子どもは本棚から親の本を取り出し、開いてみることもあるでしょう。書かれた文章の意味はわからなくても、真似をすることで賢くなれた気がしてうれしくなるのです。
そうして、本で何かを調べたり、新しい知識を得ることが日常に浸透し、子どもは「学ぶことは楽しい」と自然に知っていきます。
その結果、自分から勉強するようになり、どんどん優秀になっていくのです。
私の生徒のひとりに、算数と理科が飛び抜けてできる子がいました。
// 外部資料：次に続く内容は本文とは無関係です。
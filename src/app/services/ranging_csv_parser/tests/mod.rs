//! Test utilities for ranging log parser testing
//!
//! This module provides fixture content and helper functions used across the
//! parser test modules.

use std::io::Write;
use tempfile::NamedTempFile;

mod record_tests;

/// Complete ranging log with title rows, blank separators and ground truth
pub fn create_test_ranging_csv() -> String {
    r#"Ranging experiment,run 7
,,,,,,,

gw0_x,gw0_y,an0_x,an0_y,an1_x,an1_y,en0_x,en0_y
0,0,10,0,0,10,4.5,3.25

,,,
node_id,packet_id,rssi,snr,timestamp,ticks,channel
GW0,p1,-65.0,9.5,1000,4,868.1
AN0,p1,-70.5,12.3,1000,5,868.1
an1,p1,-80.25,3.0,1002,7,868.1
GW0,p2,-66.0,9.0,2000,8,868.3
AN0,p2,-71.0,11.0,2001,9,868.3"#
        .to_string()
}

/// Minimal ranging log without ground-truth columns
pub fn create_minimal_ranging_csv() -> String {
    r#"gw0_x,gw0_y,an0_x,an0_y,an1_x,an1_y
0,0,10,0,0,10
node_id,packet_id,rssi,snr,timestamp,ticks
AN0,p1,-70.5,12.3,1000,5"#
        .to_string()
}

/// Helper to create a temporary file with given content
pub fn create_temp_file(content: &str) -> NamedTempFile {
    let mut temp_file = NamedTempFile::new().unwrap();
    writeln!(temp_file, "{}", content).unwrap();
    temp_file
}
//! Column mapping for header rows located by name
//!
//! Header names are normalized once (trimmed, lower-cased) and every later
//! field lookup goes through the resulting name-to-index map, so column order
//! and extra columns do not matter.

use csv::StringRecord;
use std::collections::HashMap;

/// Column mapping built from one header row
#[derive(Debug, Clone, PartialEq, Eq)]
pub struct ColumnMapping {
    /// Normalized column name to index mapping (first occurrence wins)
    pub name_to_index: HashMap<String, usize>,

    /// Number of fields in the header row
    pub width: usize,
}

impl ColumnMapping {
    /// Build a mapping from a header row
    pub fn from_header(header: &StringRecord) -> Self {
        let mut name_to_index = HashMap::new();

        for (index, field) in header.iter().enumerate() {
            name_to_index
                .entry(normalize_column_name(field))
                .or_insert(index);
        }

        ColumnMapping {
            name_to_index,
            width: header.len(),
        }
    }

    /// Get the index for a given column name
    pub fn get_index(&self, column_name: &str) -> Option<usize> {
        self.name_to_index.get(column_name).copied()
    }

    /// Check if a column exists in the mapping
    pub fn has_column(&self, column_name: &str) -> bool {
        self.name_to_index.contains_key(column_name)
    }

    /// Check that every name in `required` is present
    pub fn contains_all(&self, required: &[&str]) -> bool {
        required.iter().all(|name| self.has_column(name))
    }
}

/// Normalize a header field for name matching
pub fn normalize_column_name(field: &str) -> String {
    field.trim().to_lowercase()
}

#[cfg(test)]
mod tests {
    use super::*;

    #[test]
    fn test_names_are_trimmed_and_lowercased() {
        let header = StringRecord::from(vec![" GW0_X ", "gw0_y", "Extra"]);
        let mapping = ColumnMapping::from_header(&header);

        assert_eq!(mapping.get_index("gw0_x"), Some(0));
        assert_eq!(mapping.get_index("gw0_y"), Some(1));
        assert_eq!(mapping.get_index("extra"), Some(2));
        assert_eq!(mapping.get_index("GW0_X"), None);
        assert_eq!(mapping.width, 3);
    }

    #[test]
    fn test_first_occurrence_wins() {
        let header = StringRecord::from(vec!["rssi", "snr", "RSSI"]);
        let mapping = ColumnMapping::from_header(&header);

        assert_eq!(mapping.get_index("rssi"), Some(0));
    }

    #[test]
    fn test_contains_all() {
        let header = StringRecord::from(vec!["node_id", "packet_id", "rssi"]);
        let mapping = ColumnMapping::from_header(&header);

        assert!(mapping.contains_all(&["rssi", "node_id"]));
        assert!(!mapping.contains_all(&["rssi", "snr"]));
    }
}
//! Anchor and ground-truth extraction from the positions value row
//!
//! Anchor coordinates fall back to a caller-supplied default when a column is
//! missing or not numeric. The ground truth is all-or-nothing: both `en0_x` and
//! `en0_y` must parse, otherwise no position is produced.

use csv::StringRecord;
use std::collections::BTreeMap;
use tracing::warn;

use super::column_mapping::ColumnMapping;
use super::field_parsers::parse_optional_f64;
use crate::app::models::{Anchor, AnchorId, Position};
use crate::constants::position_columns;

/// Values extracted from the positions block
#[derive(Debug, Clone, PartialEq)]
pub struct PositionValues {
    pub anchors: BTreeMap<AnchorId, Anchor>,
    pub ground_truth: Option<Position>,

    /// Anchor columns that fell back to the default value
    pub defaulted_columns: Vec<&'static str>,
}

/// Extract all anchor coordinates and the optional ground truth
pub fn extract_positions(
    header: &ColumnMapping,
    values: &StringRecord,
    anchor_default: f64,
) -> PositionValues {
    let mut anchors = BTreeMap::new();
    let mut defaulted_columns = Vec::new();

    for id in AnchorId::ALL {
        let (x_column, y_column) = id.column_names();

        let mut coordinate = |column: &'static str| {
            parse_optional_f64(values, header, column).unwrap_or_else(|| {
                warn!(
                    "Position column '{}' missing or not numeric, using {}",
                    column, anchor_default
                );
                defaulted_columns.push(column);
                anchor_default
            })
        };

        let x = coordinate(x_column);
        let y = coordinate(y_column);
        anchors.insert(id, Anchor::new(x, y));
    }

    PositionValues {
        anchors,
        ground_truth: extract_ground_truth(header, values),
        defaulted_columns,
    }
}

/// Extract the ground-truth transmitter position, if both coordinates parse
pub fn extract_ground_truth(header: &ColumnMapping, values: &StringRecord) -> Option<Position> {
    let x = parse_optional_f64(values, header, position_columns::EN0_X)?;
    let y = parse_optional_f64(values, header, position_columns::EN0_Y)?;
    Some(Position::new(x, y))
}

#[cfg(test)]
mod tests {
    use super::*;

    fn extract(header: &[&str], values: &[&str]) -> PositionValues {
        let mapping = ColumnMapping::from_header(&StringRecord::from(header.to_vec()));
        extract_positions(&mapping, &StringRecord::from(values.to_vec()), 0.0)
    }

    #[test]
    fn test_reordered_columns() {
        let positions = extract(
            &["an1_y", "an1_x", "gw0_x", "an0_y", "gw0_y", "an0_x"],
            &["10", "0", "0", "0", "0", "10"],
        );

        assert_eq!(positions.anchors[&AnchorId::Gw0], Anchor::new(0.0, 0.0));
        assert_eq!(positions.anchors[&AnchorId::An0], Anchor::new(10.0, 0.0));
        assert_eq!(positions.anchors[&AnchorId::An1], Anchor::new(0.0, 10.0));
        assert!(positions.defaulted_columns.is_empty());
        assert_eq!(positions.ground_truth, None);
    }

    #[test]
    fn test_unparsable_and_short_values_default() {
        let mapping = ColumnMapping::from_header(&StringRecord::from(vec![
            "gw0_x", "gw0_y", "an0_x", "an0_y", "an1_x", "an1_y",
        ]));
        let values = StringRecord::from(vec!["1", "?", "3"]);
        let positions = extract_positions(&mapping, &values, -1.0);

        assert_eq!(positions.anchors[&AnchorId::Gw0], Anchor::new(1.0, -1.0));
        assert_eq!(positions.anchors[&AnchorId::An0], Anchor::new(3.0, -1.0));
        assert_eq!(positions.anchors[&AnchorId::An1], Anchor::new(-1.0, -1.0));
        assert_eq!(
            positions.defaulted_columns,
            vec!["gw0_y", "an0_y", "an1_x", "an1_y"]
        );
    }

    #[test]
    fn test_ground_truth_requires_both_coordinates() {
        let base = ["gw0_x", "gw0_y", "an0_x", "an0_y", "an1_x", "an1_y"];

        let mut header = base.to_vec();
        header.extend(["en0_x", "en0_y"]);
        let positions = extract(&header, &["0", "0", "0", "0", "0", "0", "2.5", "-4"]);
        assert_eq!(positions.ground_truth, Some(Position::new(2.5, -4.0)));

        let positions = extract(&header, &["0", "0", "0", "0", "0", "0", "2.5", "x"]);
        assert_eq!(positions.ground_truth, None);

        let mut header = base.to_vec();
        header.push("en0_x");
        let positions = extract(&header, &["0", "0", "0", "0", "0", "0", "2.5"]);
        assert_eq!(positions.ground_truth, None);
    }

    #[test]
    fn test_zero_ground_truth_is_present() {
        let header = [
            "gw0_x", "gw0_y", "an0_x", "an0_y", "an1_x", "an1_y", "en0_x", "en0_y",
        ];
        let positions = extract(&header, &["0", "0", "0", "0", "0", "0", "0", "0"]);
        assert_eq!(positions.ground_truth, Some(Position::new(0.0, 0.0)));
    }
}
お母さんにたずねてみると、ユダヤ家庭と同様の環境があったようです。
お父さんが勉強熱心な医師で、自宅のリビングの本棚にも医学書が並んでいました。
その子は物心ついた頃から、お父さんの蔵書を取り出し、英語やドイツ語が混ざった解剖図や美しい骨の写真などを、わからないなりに眺めていました。
あるとき、お父さんの本のなかで見た図を学校の授業でも目にしたことで、自分の勉強と、お父さんの仕事がつながっていることを知ります。それがきっかけとなって興味をかき立られ、あらためてお父さんの蔵書を見直すようになりました。
こうした環境のなかで、自然と科学的な知識に親しんだことが今につながっているのではないかとのことでした。その子は御三家とされる難関中学に進学しました。
リビングは親がどんな環境をわが子に与えたいか、その意思が端的に表れる場所です。
日頃、家族の目にふれるリビングの棚に、使わなくなった雑貨やおもちゃが乱雑に詰め込んである環境と、子どもの成長過程に見合った図鑑、地図、辞書や家族それぞれのお気に入りの本が並べてある環境……。
どちらが子どもの将来の学力にとって望ましいか、言うまでもないことと思います。